In February 2016, the Trust for Public Land bought the last of three parcels that make up the park. At the time, then-Mayor Chris Coleman hailed the purchase as a “rare opportunity” to transform what had been a desert of parking lots near the Green Line.

After buying the parcel with private funds, the trust donated it to the city. It is one of several projects over the years — including Frogtown Farm and Bruce Vento Nature Sanctuary — where the trust and the city were partners in adding to St. Paul’s parkland inventory. It’s all part of the trust’s national goal of city residents living no more than a 10-minute walk from a park, Fletcher said.

“Even though 95 percent of residents live within a 10-minute walk to a park, we have more work to do,” she said.

According to a previous green space assessment, just 2.3 percent of the Midway neighborhood is dedicated to parkland. Overall, the city average is 15 percent.

Once known as Circus Hill, the site was a gathering spot for circuses that came to St. Paul from 1860 through the 1940s. In recent years, the area has been part of a parking lot and a couple of vacant lots.

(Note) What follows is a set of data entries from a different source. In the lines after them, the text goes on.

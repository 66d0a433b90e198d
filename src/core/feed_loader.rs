//! Loads JSON feeds from an ordered list of candidate paths.
//!
//! The loader walks the primary path and then each fallback. A missing file
//! moves on silently. A file that exists but cannot be parsed is logged with
//! its error position and skipped; malformed JSON (as opposed to well-formed
//! JSON of the wrong shape) is also copied aside as `<path>.corrupted.<millis>`. When no candidate yields a value the descriptor's default is
//! returned. `load` never fails.

use crate::domain::ports::Storage;
use serde::de::DeserializeOwned;
use serde::Serialize;
use serde_json::error::Category;
use std::ffi::OsString;
use std::fmt;
use std::path::{Path, PathBuf};

#[derive(Debug, Clone, PartialEq, Eq, Serialize)]
#[serde(rename_all = "lowercase")]
pub enum FeedSource {
    Primary,
    Fallback,
    Default,
}

impl fmt::Display for FeedSource {
    fn fmt(&self, f: &mut fmt::Formatter<'_>) -> fmt::Result {
        f.write_str(match self {
            FeedSource::Primary => "primary",
            FeedSource::Fallback => "fallback",
            FeedSource::Default => "default",
        })
    }
}

#[derive(Debug, Clone)]
pub struct FeedDescriptor<T> {
    pub name: String,
    pub primary_path: PathBuf,
    pub fallback_paths: Vec<PathBuf>,
    pub default_value: T,
}

impl<T> FeedDescriptor<T> {
    pub fn new(name: impl Into<String>, primary_path: impl Into<PathBuf>, default_value: T) -> Self {
        Self {
            name: name.into(),
            primary_path: primary_path.into(),
            fallback_paths: Vec::new(),
            default_value,
        }
    }

    pub fn with_fallback(mut self, path: impl Into<PathBuf>) -> Self {
        self.fallback_paths.push(path.into());
        self
    }

    pub fn with_fallbacks<I, P>(mut self, paths: I) -> Self
    where
        I: IntoIterator<Item = P>,
        P: Into<PathBuf>,
    {
        self.fallback_paths.extend(paths.into_iter().map(Into::into));
        self
    }

    /// Every candidate in search order, tagged with the source it would report.
    pub fn candidates(&self) -> impl Iterator<Item = (FeedSource, &Path)> {
        std::iter::once((FeedSource::Primary, self.primary_path.as_path())).chain(
            self.fallback_paths
                .iter()
                .map(|path| (FeedSource::Fallback, path.as_path())),
        )
    }
}

#[derive(Debug, Clone, Serialize)]
pub struct FeedResult<T> {
    pub name: String,
    pub value: T,
    pub source: FeedSource,
    /// The candidate that supplied `value`; `None` for the default.
    pub path: Option<PathBuf>,
    pub ok: bool,
}

impl<T> FeedResult<T> {
    pub fn is_default(&self) -> bool {
        self.source == FeedSource::Default
    }

    pub fn map<U>(self, f: impl FnOnce(T) -> U) -> FeedResult<U> {
        FeedResult {
            name: self.name,
            value: f(self.value),
            source: self.source,
            path: self.path,
            ok: self.ok,
        }
    }
}

enum Attempt<T> {
    Missing,
    Rejected,
    Parsed(T),
}

pub struct FeedLoader<S: Storage> {
    storage: S,
}

impl<S: Storage> FeedLoader<S> {
    pub fn new(storage: S) -> Self {
        Self { storage }
    }

    pub fn storage(&self) -> &S {
        &self.storage
    }

    pub fn load<T>(&self, descriptor: &FeedDescriptor<T>) -> FeedResult<T>
    where
        T: DeserializeOwned + Clone,
    {
        for (source, path) in descriptor.candidates() {
            match self.attempt::<T>(&descriptor.name, path) {
                Attempt::Missing => {
                    tracing::debug!("Feed '{}': no file at {}", descriptor.name, path.display());
                }
                Attempt::Rejected => {}
                Attempt::Parsed(value) => {
                    tracing::debug!(
                        "Feed '{}' loaded from {} ({})",
                        descriptor.name,
                        path.display(),
                        source
                    );
                    return FeedResult {
                        name: descriptor.name.clone(),
                        value,
                        source,
                        path: Some(path.to_path_buf()),
                        ok: true,
                    };
                }
            }
        }

        tracing::info!(
            "Feed '{}': no usable candidate, using built-in default",
            descriptor.name
        );
        FeedResult {
            name: descriptor.name.clone(),
            value: descriptor.default_value.clone(),
            source: FeedSource::Default,
            path: None,
            ok: false,
        }
    }

    fn attempt<T: DeserializeOwned>(&self, feed: &str, path: &Path) -> Attempt<T> {
        let bytes = match self.storage.read_file(path) {
            Ok(Some(bytes)) => bytes,
            Ok(None) => return Attempt::Missing,
            Err(e) => {
                tracing::warn!("Feed '{}': failed to read {}: {}", feed, path.display(), e);
                return Attempt::Rejected;
            }
        };

        match serde_json::from_slice::<T>(&bytes) {
            Ok(value) => Attempt::Parsed(value),
            Err(e) => {
                let offset = byte_offset(&bytes, e.line(), e.column());
                tracing::warn!(
                    "Feed '{}': failed to parse {} at line {}, column {} (byte {}, {:?}): {}",
                    feed,
                    path.display(),
                    e.line(),
                    e.column(),
                    offset,
                    e.classify(),
                    e
                );
                if matches!(e.classify(), Category::Syntax | Category::Eof) {
                    self.back_up_corrupted(feed, path);
                }
                Attempt::Rejected
            }
        }
    }

    fn back_up_corrupted(&self, feed: &str, path: &Path) {
        let stamp = chrono::Utc::now().timestamp_millis();
        let backup = unique_backup_path(path, stamp, |candidate| self.storage.exists(candidate));

        match self.storage.copy_file(path, &backup) {
            Ok(()) => tracing::warn!(
                "Feed '{}': corrupted file saved to {}",
                feed,
                backup.display()
            ),
            Err(e) => tracing::error!(
                "Feed '{}': failed to back up corrupted file {}: {}",
                feed,
                path.display(),
                e
            ),
        }
    }
}

/// `<path>.corrupted.<stamp>`, with `-<n>` appended while the name is taken.
pub fn unique_backup_path(path: &Path, stamp: i64, taken: impl Fn(&Path) -> bool) -> PathBuf {
    let mut base = OsString::from(path.as_os_str());
    base.push(format!(".corrupted.{}", stamp));
    let first = PathBuf::from(&base);
    if !taken(&first) {
        return first;
    }

    (1u32..)
        .map(|n| {
            let mut name = base.clone();
            name.push(format!("-{}", n));
            PathBuf::from(name)
        })
        .find(|candidate| !taken(candidate))
        .unwrap_or(first)
}

/// Converts serde_json's 1-based line/column into a byte offset into `bytes`.
pub fn byte_offset(bytes: &[u8], line: usize, column: usize) -> usize {
    let line_start: usize = bytes
        .split_inclusive(|b| *b == b'\n')
        .take(line.saturating_sub(1))
        .map(<[u8]>::len)
        .sum();
    (line_start + column.saturating_sub(1)).min(bytes.len())
}
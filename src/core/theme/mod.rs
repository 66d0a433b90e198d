//! Weather- and clock-adaptive theme derivation.
//!
//! `scene` classifies the inputs, `table` resolves a palette along the key
//! cascade, `effects` and `color` produce the derived fragments, and
//! `deriver` assembles them into a [`StyleBundle`].

pub mod color;
pub mod deriver;
pub mod effects;
pub mod scene;
pub mod table;

pub use deriver::{derive_theme, DerivedStyles, DerivedTheme, SceneInputs, StyleBundle, ThemeDeriver};
pub use scene::{Scene, Season, Temperature, TimeOfDay, WeatherMood};
pub use table::{Palette, SceneKey, ThemeTable};
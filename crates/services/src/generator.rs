use std::env;
use std::time::Duration;

use reqwest::Client;
use serde::{Deserialize, Serialize};
use serde_json::Value;
use url::Url;

use recall_core::model::Flashcard;

use crate::error::GenerateError;

#[derive(Clone, Debug)]
pub struct GeneratorConfig {
    pub endpoint: Url,
    pub timeout: Duration,
}

impl GeneratorConfig {
    /// Applied when `RECALL_GENERATE_TIMEOUT_SECS` is unset. A hung endpoint
    /// must not hang the caller indefinitely.
    pub const DEFAULT_TIMEOUT: Duration = Duration::from_secs(30);

    #[must_use]
    pub fn new(endpoint: Url) -> Self {
        Self {
            endpoint,
            timeout: Self::DEFAULT_TIMEOUT,
        }
    }

    #[must_use]
    pub fn from_env() -> Option<Self> {
        let raw = env::var("RECALL_GENERATE_URL").ok()?;
        let endpoint = Url::parse(raw.trim()).ok()?;
        let timeout = env::var("RECALL_GENERATE_TIMEOUT_SECS")
            .ok()
            .and_then(|value| value.parse::<u64>().ok())
            .map_or(Self::DEFAULT_TIMEOUT, Duration::from_secs);
        Some(Self { endpoint, timeout })
    }
}

/// Client for the card-generation endpoint.
#[derive(Clone)]
pub struct GeneratorService {
    client: Client,
    config: Option<GeneratorConfig>,
}

impl GeneratorService {
    #[must_use]
    pub fn from_env() -> Self {
        Self::new(GeneratorConfig::from_env())
    }

    #[must_use]
    pub fn new(config: Option<GeneratorConfig>) -> Self {
        Self {
            client: Client::new(),
            config,
        }
    }

    #[must_use]
    pub fn enabled(&self) -> bool {
        self.config.is_some()
    }

    /// Generate flashcards from the given source text.
    ///
    /// The trimmed text is posted as `{"text": ...}`; the endpoint answers
    /// with a `flashcards` array of front/back pairs. A successful response
    /// without that shape yields an empty list rather than an error.
    ///
    /// # Errors
    ///
    /// Returns `GenerateError::EmptyText` for blank input (checked before any
    /// network traffic), `Disabled` when no endpoint is configured, `Status`
    /// on a non-success response, and `Http` on transport failures or
    /// timeout.
    pub async fn generate(&self, source_text: &str) -> Result<Vec<Flashcard>, GenerateError> {
        let text = source_text.trim();
        if text.is_empty() {
            return Err(GenerateError::EmptyText);
        }
        let config = self.config.as_ref().ok_or(GenerateError::Disabled)?;

        let response = self
            .client
            .post(config.endpoint.clone())
            .timeout(config.timeout)
            .json(&GenerateRequest { text })
            .send()
            .await?;

        let status = response.status();
        if !status.is_success() {
            tracing::warn!(%status, "generation request failed");
            return Err(GenerateError::Status(status));
        }

        let body = response.text().await?;
        let cards = normalize_response(&body);
        tracing::debug!(cards = cards.len(), "generation request completed");
        Ok(cards)
    }
}

#[derive(Debug, Serialize)]
struct GenerateRequest<'a> {
    text: &'a str,
}

#[derive(Debug, Deserialize)]
struct WireCard {
    front: String,
    back: String,
}

/// Extracts cards from a successful response body.
///
/// Anything that is not a JSON object carrying a `flashcards` array degrades
/// to "no cards"; array elements that do not fit the front/back shape are
/// skipped. Order is preserved.
fn normalize_response(body: &str) -> Vec<Flashcard> {
    let Ok(value) = serde_json::from_str::<Value>(body) else {
        tracing::warn!("generation response was not JSON; treating as no cards");
        return Vec::new();
    };
    let Some(items) = value.get("flashcards").and_then(Value::as_array) else {
        tracing::warn!("generation response had no flashcards array; treating as no cards");
        return Vec::new();
    };
    items
        .iter()
        .filter_map(|item| serde_json::from_value::<WireCard>(item.clone()).ok())
        .map(|card| Flashcard::new(card.front, card.back))
        .collect()
}

//
// ─── TESTS ─────────────────────────────────────────────────────────────────────
//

Design work begins now and that, too, will be collaborative. A community design advisory committee will hold the first of three monthly meetings on Wednesday, said Liz Hixson, a city landscape architect working on the project. Hixson and Ellen Stewart, project manager for the city, will develop concepts and ask for community feedback. They said they hope to put the project out for bids in late 2018 or early 2019 and that construction could begin soon after.